■ WHAT YOU WILL DO
Copy every line of the records below where the word "InactivityRecord" occurs.

■ Collected data entries
====

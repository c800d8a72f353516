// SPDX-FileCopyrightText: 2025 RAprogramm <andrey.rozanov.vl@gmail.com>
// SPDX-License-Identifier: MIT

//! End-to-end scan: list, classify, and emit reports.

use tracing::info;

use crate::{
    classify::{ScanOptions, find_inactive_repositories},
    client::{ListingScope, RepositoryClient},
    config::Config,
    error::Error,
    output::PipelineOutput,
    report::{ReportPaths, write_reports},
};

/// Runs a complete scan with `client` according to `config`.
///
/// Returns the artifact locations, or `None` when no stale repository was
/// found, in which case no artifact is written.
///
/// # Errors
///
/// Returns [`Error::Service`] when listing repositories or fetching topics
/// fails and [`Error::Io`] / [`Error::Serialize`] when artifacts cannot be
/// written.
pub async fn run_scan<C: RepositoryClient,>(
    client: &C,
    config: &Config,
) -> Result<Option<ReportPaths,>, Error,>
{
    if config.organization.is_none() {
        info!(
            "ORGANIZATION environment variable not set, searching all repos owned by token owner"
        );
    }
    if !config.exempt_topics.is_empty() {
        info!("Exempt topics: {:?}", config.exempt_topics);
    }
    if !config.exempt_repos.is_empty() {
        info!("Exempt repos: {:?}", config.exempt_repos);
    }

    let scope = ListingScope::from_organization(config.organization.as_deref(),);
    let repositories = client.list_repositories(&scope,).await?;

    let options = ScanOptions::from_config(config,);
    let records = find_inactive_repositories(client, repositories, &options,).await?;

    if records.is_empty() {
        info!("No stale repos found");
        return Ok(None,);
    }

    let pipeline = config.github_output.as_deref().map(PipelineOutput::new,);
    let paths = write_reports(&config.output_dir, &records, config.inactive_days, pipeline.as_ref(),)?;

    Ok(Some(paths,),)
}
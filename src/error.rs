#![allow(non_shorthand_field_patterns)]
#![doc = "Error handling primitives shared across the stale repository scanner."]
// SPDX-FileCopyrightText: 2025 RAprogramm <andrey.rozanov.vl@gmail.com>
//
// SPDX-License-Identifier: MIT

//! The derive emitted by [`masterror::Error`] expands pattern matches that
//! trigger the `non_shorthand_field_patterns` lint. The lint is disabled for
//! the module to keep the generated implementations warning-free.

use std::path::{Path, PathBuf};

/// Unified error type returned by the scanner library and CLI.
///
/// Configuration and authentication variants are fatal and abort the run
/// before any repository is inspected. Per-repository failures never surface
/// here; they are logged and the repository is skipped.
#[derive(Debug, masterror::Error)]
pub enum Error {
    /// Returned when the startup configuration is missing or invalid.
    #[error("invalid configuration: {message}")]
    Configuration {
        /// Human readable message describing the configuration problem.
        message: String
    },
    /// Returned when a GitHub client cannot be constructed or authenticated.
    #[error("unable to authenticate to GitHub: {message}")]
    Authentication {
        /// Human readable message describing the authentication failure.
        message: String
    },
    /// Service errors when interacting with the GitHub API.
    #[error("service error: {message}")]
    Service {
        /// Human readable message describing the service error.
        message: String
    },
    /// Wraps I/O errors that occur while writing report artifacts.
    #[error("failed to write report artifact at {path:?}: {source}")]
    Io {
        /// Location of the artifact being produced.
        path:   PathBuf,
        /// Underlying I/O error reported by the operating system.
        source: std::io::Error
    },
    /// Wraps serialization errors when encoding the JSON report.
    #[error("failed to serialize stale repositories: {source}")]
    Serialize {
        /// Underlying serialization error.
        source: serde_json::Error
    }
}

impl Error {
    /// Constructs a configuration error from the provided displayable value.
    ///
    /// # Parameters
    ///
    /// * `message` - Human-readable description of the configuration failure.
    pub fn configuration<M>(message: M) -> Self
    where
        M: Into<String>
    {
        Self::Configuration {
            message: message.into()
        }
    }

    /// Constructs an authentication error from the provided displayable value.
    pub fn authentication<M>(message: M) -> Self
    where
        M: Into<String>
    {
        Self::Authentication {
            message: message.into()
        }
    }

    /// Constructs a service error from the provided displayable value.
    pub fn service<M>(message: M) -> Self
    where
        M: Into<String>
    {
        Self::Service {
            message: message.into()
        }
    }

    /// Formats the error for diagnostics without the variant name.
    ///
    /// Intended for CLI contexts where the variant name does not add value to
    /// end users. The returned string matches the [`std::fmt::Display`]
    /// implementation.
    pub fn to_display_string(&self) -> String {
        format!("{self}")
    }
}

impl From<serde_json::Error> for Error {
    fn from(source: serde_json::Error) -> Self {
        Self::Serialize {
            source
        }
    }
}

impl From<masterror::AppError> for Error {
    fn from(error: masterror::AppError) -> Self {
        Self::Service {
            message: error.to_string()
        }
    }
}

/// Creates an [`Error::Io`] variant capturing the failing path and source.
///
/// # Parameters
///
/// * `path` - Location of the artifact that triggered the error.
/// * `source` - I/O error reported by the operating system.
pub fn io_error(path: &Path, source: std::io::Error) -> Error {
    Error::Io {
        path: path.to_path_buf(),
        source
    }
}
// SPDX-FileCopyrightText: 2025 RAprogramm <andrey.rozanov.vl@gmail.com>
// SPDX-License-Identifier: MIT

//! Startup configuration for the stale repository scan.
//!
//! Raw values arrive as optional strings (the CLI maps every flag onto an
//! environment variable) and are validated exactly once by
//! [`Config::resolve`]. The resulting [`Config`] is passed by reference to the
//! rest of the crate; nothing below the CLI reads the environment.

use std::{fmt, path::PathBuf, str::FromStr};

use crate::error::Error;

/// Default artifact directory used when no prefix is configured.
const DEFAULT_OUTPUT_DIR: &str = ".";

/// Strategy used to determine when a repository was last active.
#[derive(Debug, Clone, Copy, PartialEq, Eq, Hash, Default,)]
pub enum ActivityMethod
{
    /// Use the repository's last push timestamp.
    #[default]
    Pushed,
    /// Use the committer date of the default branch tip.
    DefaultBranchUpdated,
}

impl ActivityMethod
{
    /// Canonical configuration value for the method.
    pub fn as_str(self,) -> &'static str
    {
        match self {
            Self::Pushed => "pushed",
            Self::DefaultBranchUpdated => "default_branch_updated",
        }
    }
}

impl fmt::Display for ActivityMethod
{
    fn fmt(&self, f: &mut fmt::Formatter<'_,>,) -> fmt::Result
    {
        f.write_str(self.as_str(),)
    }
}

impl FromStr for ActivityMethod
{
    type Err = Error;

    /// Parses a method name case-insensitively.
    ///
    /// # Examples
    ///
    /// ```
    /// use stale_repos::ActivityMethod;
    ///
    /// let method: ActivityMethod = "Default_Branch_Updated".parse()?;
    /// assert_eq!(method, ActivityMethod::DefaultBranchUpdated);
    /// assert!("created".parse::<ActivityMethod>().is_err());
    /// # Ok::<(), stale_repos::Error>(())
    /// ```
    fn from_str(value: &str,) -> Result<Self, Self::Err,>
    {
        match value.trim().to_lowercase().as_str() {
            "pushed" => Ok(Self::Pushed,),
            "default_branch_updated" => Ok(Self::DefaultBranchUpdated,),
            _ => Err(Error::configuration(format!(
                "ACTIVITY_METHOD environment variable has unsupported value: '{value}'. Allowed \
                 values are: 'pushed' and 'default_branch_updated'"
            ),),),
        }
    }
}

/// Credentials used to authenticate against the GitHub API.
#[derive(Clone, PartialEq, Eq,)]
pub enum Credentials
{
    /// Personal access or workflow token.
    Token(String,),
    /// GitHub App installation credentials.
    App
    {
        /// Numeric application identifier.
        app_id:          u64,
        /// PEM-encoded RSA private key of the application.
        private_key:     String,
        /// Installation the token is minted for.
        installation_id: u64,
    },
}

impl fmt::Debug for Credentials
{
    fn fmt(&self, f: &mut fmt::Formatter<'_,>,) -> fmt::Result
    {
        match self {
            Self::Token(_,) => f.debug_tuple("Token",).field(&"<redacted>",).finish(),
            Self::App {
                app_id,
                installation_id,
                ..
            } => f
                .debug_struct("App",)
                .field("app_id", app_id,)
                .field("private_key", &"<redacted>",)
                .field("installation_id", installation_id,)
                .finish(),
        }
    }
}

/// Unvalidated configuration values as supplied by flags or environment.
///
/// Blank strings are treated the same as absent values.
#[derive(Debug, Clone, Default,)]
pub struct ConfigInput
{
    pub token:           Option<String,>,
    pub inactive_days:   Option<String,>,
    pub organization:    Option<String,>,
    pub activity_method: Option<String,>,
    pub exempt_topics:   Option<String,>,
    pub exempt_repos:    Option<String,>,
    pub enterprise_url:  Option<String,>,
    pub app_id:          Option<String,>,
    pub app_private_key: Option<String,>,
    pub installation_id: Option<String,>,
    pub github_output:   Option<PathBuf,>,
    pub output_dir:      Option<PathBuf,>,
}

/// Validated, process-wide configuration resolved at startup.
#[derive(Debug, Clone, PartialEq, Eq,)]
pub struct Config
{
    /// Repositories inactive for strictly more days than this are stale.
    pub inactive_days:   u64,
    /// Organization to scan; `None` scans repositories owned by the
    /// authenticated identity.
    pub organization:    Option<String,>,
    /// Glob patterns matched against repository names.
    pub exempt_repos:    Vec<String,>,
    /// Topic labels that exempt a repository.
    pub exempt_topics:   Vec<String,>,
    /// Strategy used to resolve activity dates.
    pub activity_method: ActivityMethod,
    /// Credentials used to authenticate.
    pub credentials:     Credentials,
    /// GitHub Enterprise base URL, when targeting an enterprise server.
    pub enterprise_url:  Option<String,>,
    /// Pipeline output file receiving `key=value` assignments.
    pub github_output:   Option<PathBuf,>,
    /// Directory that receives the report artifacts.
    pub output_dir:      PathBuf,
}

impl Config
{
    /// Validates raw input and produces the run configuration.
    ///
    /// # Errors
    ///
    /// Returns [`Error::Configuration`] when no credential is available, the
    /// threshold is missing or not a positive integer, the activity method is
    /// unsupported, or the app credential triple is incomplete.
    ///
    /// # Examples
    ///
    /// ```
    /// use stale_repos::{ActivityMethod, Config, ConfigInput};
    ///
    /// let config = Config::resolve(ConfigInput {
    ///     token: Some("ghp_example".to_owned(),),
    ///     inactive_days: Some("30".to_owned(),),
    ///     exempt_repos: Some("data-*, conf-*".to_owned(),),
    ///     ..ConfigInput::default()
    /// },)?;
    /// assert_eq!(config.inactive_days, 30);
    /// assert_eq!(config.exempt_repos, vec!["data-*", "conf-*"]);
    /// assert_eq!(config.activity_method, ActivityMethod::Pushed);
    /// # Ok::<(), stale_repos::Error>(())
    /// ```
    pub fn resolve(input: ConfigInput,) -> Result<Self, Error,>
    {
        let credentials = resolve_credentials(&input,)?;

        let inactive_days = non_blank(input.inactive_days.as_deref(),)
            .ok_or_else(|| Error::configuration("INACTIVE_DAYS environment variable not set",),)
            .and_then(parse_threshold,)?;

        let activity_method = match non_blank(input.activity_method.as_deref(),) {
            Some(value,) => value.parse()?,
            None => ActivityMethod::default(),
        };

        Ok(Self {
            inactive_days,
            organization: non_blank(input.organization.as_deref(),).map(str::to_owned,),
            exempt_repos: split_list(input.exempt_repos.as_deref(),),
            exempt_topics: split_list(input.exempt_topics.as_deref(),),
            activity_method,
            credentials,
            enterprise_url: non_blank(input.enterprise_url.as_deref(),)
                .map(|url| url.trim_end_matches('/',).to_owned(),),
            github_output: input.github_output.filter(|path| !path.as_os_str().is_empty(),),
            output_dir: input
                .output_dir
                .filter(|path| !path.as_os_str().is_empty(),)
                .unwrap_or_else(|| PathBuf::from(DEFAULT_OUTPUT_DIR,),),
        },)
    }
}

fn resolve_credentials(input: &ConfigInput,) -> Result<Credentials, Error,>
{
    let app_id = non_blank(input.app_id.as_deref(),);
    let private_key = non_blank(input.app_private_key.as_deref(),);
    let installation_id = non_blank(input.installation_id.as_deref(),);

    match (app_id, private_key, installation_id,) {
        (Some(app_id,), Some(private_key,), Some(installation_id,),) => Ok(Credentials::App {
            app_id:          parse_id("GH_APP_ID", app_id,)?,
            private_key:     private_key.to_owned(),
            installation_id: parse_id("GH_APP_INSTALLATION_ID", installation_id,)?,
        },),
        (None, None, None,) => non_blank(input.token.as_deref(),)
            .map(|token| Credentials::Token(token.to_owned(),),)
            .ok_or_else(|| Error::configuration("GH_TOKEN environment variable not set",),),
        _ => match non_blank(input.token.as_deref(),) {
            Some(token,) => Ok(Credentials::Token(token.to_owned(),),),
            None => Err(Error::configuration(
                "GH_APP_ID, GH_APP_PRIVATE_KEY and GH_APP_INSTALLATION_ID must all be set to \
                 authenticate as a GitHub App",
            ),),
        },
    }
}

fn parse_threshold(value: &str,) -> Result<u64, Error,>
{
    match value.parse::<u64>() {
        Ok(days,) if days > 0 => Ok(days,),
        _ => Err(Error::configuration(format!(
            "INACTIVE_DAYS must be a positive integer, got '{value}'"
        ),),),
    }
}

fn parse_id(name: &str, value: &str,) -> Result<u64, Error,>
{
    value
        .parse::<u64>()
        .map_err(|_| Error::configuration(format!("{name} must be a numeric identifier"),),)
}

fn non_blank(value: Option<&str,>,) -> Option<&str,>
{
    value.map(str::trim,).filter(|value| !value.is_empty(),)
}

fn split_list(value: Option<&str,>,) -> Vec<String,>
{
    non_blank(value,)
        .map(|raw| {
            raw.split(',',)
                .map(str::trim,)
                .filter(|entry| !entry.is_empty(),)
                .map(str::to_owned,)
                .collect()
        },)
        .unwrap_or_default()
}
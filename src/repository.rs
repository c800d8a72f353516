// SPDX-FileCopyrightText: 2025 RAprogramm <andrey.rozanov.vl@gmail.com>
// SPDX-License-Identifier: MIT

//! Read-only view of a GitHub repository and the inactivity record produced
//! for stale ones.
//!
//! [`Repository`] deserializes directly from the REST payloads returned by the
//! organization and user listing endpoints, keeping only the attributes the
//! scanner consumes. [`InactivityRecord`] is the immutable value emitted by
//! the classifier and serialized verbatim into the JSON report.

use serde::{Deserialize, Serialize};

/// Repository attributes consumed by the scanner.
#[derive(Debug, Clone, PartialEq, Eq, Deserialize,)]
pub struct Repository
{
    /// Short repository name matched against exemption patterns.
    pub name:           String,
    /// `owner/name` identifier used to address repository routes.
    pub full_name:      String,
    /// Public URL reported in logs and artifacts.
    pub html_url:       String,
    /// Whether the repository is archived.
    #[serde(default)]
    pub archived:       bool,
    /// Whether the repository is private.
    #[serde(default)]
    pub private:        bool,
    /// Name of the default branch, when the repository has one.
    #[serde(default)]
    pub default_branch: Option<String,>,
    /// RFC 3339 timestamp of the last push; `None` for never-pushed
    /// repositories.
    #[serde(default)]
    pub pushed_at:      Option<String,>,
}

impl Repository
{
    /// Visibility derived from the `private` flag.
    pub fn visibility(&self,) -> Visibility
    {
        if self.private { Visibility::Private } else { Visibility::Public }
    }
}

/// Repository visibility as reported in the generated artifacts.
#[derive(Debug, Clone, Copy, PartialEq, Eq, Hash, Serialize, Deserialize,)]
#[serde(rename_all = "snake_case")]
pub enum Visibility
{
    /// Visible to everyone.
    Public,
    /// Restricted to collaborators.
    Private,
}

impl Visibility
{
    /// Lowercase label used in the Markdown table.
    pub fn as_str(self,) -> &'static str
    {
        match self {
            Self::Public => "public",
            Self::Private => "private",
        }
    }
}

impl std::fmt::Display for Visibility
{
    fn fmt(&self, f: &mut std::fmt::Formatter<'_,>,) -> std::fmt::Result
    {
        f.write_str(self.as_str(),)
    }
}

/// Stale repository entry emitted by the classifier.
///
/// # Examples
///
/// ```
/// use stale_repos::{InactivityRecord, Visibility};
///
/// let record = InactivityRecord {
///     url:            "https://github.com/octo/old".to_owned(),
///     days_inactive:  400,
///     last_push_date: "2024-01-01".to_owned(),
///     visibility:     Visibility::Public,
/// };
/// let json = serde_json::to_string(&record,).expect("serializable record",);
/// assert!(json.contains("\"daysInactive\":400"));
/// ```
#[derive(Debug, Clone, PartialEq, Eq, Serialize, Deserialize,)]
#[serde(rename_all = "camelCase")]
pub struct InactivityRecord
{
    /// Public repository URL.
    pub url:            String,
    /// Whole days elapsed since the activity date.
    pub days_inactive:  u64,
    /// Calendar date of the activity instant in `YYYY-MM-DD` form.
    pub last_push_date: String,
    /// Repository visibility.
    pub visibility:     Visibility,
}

====

■ FINISHED EXERCISE
//! scanner consumes. [`InactivityRecord`] is the immutable value emitted by
/// use stale_repos::{InactivityRecord, Visibility};
/// let record = InactivityRecord {
pub struct InactivityRecord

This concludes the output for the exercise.